En remettant un doctorat honoris causa à Santiago Calatrava, l'Université de Liège rend hommage à un homme dont l'œuvre transcende les cloisonnements disciplinaires pour retisser des liens souvent oubliés entre art et ingénierie, entre mécanique et sensualité. Auteur à ce jour de plus de 70 œuvres construites ou en cours de construction, de Malmö à Ténériffe et de Chicago au Qatar en passant par la Cité ardente, il est de ceux qui dominent aujourd'hui la scène internationale de l'architecture monumentale et du génie civil. Ses œuvres imposent leur signature au paysage de villes parmi les plus importantes du monde, provoquant dans leur sillage les tumultueux remous de débats passionnés entre émules et pourfendeurs d'un artiste qui ne laisse personne indifférent.
Né en 1951 près de Valence, Calatrava est loin d'être un autodidacte.

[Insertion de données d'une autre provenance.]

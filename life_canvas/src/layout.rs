// layout.rs - Square cell geometry fitted to the available canvas

use egui::{Pos2, Rect, Vec2, pos2};

/// Gap between a cell's square slot and its outline.
pub const PADDING: f32 = 4.0;
/// Inset of the filled square inside the outline.
pub const INNER_PADDING: f32 = 2.0 * PADDING;
/// Outline width, capped so tiny cells stay readable.
pub const LINE_WIDTH: f32 = 4.0;

/// Cell geometry for one frame. Recomputed whenever the canvas size changes.
#[derive(Debug, Clone, Copy, PartialEq)]
pub struct CellLayout {
    /// Edge of the square slot reserved for each cell.
    pub square: f32,
    /// Edge of the outlined square inside the slot.
    pub side: f32,
}

impl CellLayout {
    /// The largest square slot that fits every row and column in `available`.
    pub fn fit(available: Vec2, rows: usize, columns: usize) -> Self {
        let square = (available.x / columns.max(1) as f32).min(available.y / rows.max(1) as f32);
        Self {
            square,
            side: square - 2.0 * PADDING,
        }
    }

    /// Total size covered by the grid.
    pub fn extent(&self, rows: usize, columns: usize) -> Vec2 {
        Vec2::new(columns as f32 * self.square, rows as f32 * self.square)
    }

    pub fn line_width(&self) -> f32 {
        LINE_WIDTH.min(self.side / 8.0).max(0.5)
    }

    /// Outlined square of `(row, column)`, or `None` when the slot is too small.
    pub fn outline(&self, origin: Pos2, row: usize, column: usize) -> Option<Rect> {
        if self.side <= 0.0 {
            return None;
        }
        let x = origin.x + column as f32 * self.square + PADDING;
        let y = origin.y + row as f32 * self.square + PADDING;
        Some(Rect::from_min_size(pos2(x, y), Vec2::splat(self.side)))
    }

    /// Filled square drawn for a live `(row, column)`.
    pub fn fill(&self, origin: Pos2, row: usize, column: usize) -> Option<Rect> {
        let inner = self.side - 2.0 * INNER_PADDING;
        if inner <= 0.0 {
            return None;
        }
        let outline = self.outline(origin, row, column)?;
        Some(Rect::from_min_size(
            outline.min + Vec2::splat(INNER_PADDING),
            Vec2::splat(inner),
        ))
    }

    /// Cell under `pos`, if any.
    pub fn cell_at(&self, origin: Pos2, pos: Pos2, rows: usize, columns: usize) -> Option<(usize, usize)> {
        if self.square <= 0.0 || pos.x < origin.x || pos.y < origin.y {
            return None;
        }
        let row = ((pos.y - origin.y) / self.square) as usize;
        let column = ((pos.x - origin.x) / self.square) as usize;
        (row < rows && column < columns).then_some((row, column))
    }
}
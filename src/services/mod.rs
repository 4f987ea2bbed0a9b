pub mod api_client;
pub mod error;

pub use api_client::ApiClient;
pub use error::ApiError;
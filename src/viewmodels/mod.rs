pub mod event_list_viewmodel;

pub use event_list_viewmodel::EventListViewModel;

Intéressé par le dessin dès l'enfance, il enchaine à des formations d'art et d'architecture dans sa ville natale, avec spécialisation en urbanisme, une maîtrise puis un doctorat à l'Eidgenössische Technische Hochschule de Zurich. Dans sa thèse, portant sur « la pliabilité des structures tridimensionnelles » (1981), il explore la topologie et la manière dont une structure complexe proche de la demi-sphère peut se transformer en un faisceau de lignes parallèles, augurant ainsi de l'intérêt soutenu pour le mouvement qui sous-tendrait ses recherches futures.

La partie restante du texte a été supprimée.